=== Instructions for the task ===
Go through the data below and return each line where the string "ModRecord" occurs.

[Stored items]
▼

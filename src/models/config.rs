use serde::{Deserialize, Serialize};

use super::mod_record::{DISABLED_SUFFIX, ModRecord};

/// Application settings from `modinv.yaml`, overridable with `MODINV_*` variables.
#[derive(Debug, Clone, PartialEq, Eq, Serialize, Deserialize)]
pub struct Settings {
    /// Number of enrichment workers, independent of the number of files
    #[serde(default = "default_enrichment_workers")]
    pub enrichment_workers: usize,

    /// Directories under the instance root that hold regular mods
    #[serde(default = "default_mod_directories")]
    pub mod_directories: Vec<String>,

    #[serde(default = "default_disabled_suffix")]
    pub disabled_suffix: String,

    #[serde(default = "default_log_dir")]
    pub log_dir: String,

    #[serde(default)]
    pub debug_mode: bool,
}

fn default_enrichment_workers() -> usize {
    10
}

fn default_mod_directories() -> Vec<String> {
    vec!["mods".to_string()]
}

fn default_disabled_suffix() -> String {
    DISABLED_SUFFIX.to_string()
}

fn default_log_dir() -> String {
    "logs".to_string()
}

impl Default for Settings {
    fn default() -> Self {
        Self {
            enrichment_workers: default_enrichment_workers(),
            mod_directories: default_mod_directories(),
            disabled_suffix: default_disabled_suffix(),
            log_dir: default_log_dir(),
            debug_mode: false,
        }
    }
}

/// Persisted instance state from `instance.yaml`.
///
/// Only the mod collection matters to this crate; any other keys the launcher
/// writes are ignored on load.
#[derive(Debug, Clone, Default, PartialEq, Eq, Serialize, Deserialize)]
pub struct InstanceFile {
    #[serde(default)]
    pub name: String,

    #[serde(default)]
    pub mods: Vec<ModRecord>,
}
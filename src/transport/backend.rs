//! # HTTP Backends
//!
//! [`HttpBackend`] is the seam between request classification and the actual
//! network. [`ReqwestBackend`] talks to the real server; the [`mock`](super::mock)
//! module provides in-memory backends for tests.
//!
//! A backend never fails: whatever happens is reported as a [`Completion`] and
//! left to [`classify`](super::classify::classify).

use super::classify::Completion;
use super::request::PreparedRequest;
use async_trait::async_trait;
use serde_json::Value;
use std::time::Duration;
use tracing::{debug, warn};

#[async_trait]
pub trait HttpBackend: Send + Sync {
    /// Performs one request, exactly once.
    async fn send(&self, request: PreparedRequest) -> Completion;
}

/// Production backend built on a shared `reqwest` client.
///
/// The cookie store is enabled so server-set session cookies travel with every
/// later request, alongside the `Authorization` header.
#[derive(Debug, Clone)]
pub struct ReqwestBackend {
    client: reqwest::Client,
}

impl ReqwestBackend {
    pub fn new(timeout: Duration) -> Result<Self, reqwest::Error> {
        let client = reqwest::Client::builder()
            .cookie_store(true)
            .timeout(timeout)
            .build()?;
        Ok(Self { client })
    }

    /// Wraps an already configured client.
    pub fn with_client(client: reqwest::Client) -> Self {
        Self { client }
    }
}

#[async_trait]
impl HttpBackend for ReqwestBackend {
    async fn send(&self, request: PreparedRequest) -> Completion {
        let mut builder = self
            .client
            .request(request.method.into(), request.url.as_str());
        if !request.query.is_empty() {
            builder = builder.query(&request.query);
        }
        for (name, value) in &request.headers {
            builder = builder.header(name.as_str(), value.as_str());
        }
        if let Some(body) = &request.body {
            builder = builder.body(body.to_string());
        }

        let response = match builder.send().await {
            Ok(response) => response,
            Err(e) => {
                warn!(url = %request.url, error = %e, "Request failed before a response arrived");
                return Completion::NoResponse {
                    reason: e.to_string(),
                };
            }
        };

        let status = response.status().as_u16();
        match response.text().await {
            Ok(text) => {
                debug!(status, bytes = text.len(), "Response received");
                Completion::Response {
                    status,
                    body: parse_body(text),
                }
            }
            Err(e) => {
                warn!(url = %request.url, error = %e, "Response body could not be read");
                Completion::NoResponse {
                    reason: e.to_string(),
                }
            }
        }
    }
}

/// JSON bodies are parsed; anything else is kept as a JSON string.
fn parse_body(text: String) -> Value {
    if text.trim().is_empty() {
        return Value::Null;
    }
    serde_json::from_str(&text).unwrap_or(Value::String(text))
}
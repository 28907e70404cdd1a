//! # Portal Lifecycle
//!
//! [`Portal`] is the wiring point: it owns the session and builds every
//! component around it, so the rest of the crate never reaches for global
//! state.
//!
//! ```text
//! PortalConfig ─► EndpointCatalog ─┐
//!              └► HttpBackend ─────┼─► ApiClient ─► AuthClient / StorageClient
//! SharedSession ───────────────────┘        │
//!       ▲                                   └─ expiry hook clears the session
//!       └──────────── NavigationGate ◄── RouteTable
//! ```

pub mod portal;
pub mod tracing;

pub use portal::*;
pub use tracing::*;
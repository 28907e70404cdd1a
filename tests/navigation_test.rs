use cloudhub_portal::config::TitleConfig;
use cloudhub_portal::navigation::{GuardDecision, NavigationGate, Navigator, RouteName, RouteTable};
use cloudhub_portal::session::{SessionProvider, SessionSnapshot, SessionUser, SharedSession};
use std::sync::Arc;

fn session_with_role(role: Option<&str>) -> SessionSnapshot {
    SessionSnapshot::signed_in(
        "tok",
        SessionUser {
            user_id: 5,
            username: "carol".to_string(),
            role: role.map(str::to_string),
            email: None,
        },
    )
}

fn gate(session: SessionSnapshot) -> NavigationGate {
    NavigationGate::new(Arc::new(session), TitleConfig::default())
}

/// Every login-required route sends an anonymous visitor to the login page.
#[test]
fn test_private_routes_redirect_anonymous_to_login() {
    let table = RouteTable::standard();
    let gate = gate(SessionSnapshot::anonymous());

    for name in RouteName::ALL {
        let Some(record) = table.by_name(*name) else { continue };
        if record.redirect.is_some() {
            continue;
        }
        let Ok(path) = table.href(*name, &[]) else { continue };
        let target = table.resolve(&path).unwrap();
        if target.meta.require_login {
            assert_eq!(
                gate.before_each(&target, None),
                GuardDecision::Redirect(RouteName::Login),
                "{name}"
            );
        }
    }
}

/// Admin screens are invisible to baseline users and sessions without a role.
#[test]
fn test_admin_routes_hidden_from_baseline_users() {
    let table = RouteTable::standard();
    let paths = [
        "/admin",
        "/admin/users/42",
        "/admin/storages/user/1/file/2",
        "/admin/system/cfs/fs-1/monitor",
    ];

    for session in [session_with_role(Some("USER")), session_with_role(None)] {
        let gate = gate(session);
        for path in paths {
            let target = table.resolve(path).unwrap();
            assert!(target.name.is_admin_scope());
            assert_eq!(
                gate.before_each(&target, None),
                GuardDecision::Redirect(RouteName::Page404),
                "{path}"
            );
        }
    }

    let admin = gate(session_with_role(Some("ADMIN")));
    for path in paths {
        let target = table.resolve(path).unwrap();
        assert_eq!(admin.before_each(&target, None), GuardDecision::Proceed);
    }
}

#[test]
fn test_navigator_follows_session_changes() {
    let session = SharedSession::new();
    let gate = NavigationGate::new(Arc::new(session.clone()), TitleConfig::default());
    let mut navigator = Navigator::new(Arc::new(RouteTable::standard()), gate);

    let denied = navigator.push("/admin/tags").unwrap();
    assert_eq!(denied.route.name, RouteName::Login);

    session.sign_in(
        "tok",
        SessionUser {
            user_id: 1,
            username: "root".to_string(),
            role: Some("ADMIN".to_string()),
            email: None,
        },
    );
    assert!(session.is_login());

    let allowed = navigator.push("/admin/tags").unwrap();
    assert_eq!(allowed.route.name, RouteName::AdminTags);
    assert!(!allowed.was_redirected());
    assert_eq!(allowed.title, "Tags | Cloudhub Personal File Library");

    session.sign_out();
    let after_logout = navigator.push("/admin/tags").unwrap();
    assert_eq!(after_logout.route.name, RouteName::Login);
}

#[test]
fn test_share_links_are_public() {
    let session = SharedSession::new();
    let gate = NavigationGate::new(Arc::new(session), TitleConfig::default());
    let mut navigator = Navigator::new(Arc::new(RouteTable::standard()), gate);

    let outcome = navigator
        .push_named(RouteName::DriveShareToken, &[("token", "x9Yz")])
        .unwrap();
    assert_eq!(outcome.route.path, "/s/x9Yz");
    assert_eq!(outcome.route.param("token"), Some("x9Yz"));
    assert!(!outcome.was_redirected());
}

▲

=== Response area ===
use super::mod_record::{DISABLED_SUFFIX, ModRecord};
    pub mods: Vec<ModRecord>,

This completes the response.